25  Negative Binomial Models for Count Data

We will continue to use a count outcome (# of poor physical health days out of the last 30) in OHIO SMART data created in Chapter 6 to demonstrate regression models for count outcomes, as we did in Chapter 24.

Methods discussed in the chapter include:

25.1 R Setup Used Here

knitr::opts_chunk$set(comment = NA)

library(broom)
library(boot)
library(countreg)
library(topmodels)
library(MASS)
library(tidyverse) 

theme_set(theme_bw())

25.2 Data Load and Subset Creation

smart_oh <- readRDS("data/smart_ohio.Rds")

As in Chapter 24, we’ll create a subset of these data for analysis.

ohioA <- smart_oh |>
    select(SEQNO, mmsa_name, genhealth, physhealth, 
           menthealth, healthplan, costprob, 
           agegroup, female, incomegroup, bmi, smoke100, 
           alcdays) |>
    drop_na()

ohioA_young <- ohioA |>
    filter(agegroup %in% c("18-24", "25-29", "30-34", 
                           "35-39", "40-44", "45-49")) |>
    droplevels() |>
  mutate(bmi_c = bmi - mean(bmi))

25.3 Setup for this Chapter

Again, we’re going to predict physhealth using bmi_c and smoke100.
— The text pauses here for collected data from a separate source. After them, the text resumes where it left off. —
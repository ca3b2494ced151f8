//! List available audio input devices.

use crate::recording::device::suppress_alsa_warnings;
use anyhow::anyhow;
use cpal::traits::{DeviceTrait, HostTrait};

/// Lists all audio input devices with their index, usable as `[audio] device`.
///
/// # Errors
/// - If the audio host cannot enumerate devices
pub fn handle_list_devices() -> anyhow::Result<()> {
    let (default_name, devices) = suppress_alsa_warnings(|| {
        let host = cpal::default_host();
        let default_name = host.default_input_device().and_then(|d| d.name().ok());
        let devices: Vec<cpal::Device> = host
            .input_devices()
            .map_err(|e| anyhow!("Failed to enumerate audio devices: {e}"))?
            .filter(|d| d.name().is_ok())
            .collect();
        Ok((default_name, devices))
    })?;

    if devices.is_empty() {
        println!("No audio input devices found on this system.");
        return Ok(());
    }

    println!();
    println!("Available audio input devices:");
    println!();

    for (index, device) in devices.iter().enumerate() {
        let device_name = device.name().unwrap_or_else(|_| "Unknown".to_string());
        let default_indicator = if default_name.as_deref() == Some(device_name.as_str()) {
            " [DEFAULT]"
        } else {
            ""
        };

        let config_info = match device.default_input_config() {
            Ok(config) => format!("{}Hz, {} channels", config.sample_rate().0, config.channels()),
            Err(_) => "configuration unavailable".to_string(),
        };

        println!("  ID: {index}");
        println!("    Name: {device_name}{default_indicator}");
        println!("    Config: {config_info}");
        println!();
    }

    Ok(())
}
#[tokio::main]
async fn main() {
    if let Err(e) = voicerec::app::run().await {
        eprintln!("Error: {e}");
        std::process::exit(1);
    }
}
  • Remember that physhealth is a count of the number of poor physical health days in the past 30.
  • As a result, physhealth is restricted to taking values between 0 and 30.

In this chapter, we demonstrate Negative binomial regression, which (like Poisson regression discussed in Chapter 24) is also used for counts and adjusts for overdispersion.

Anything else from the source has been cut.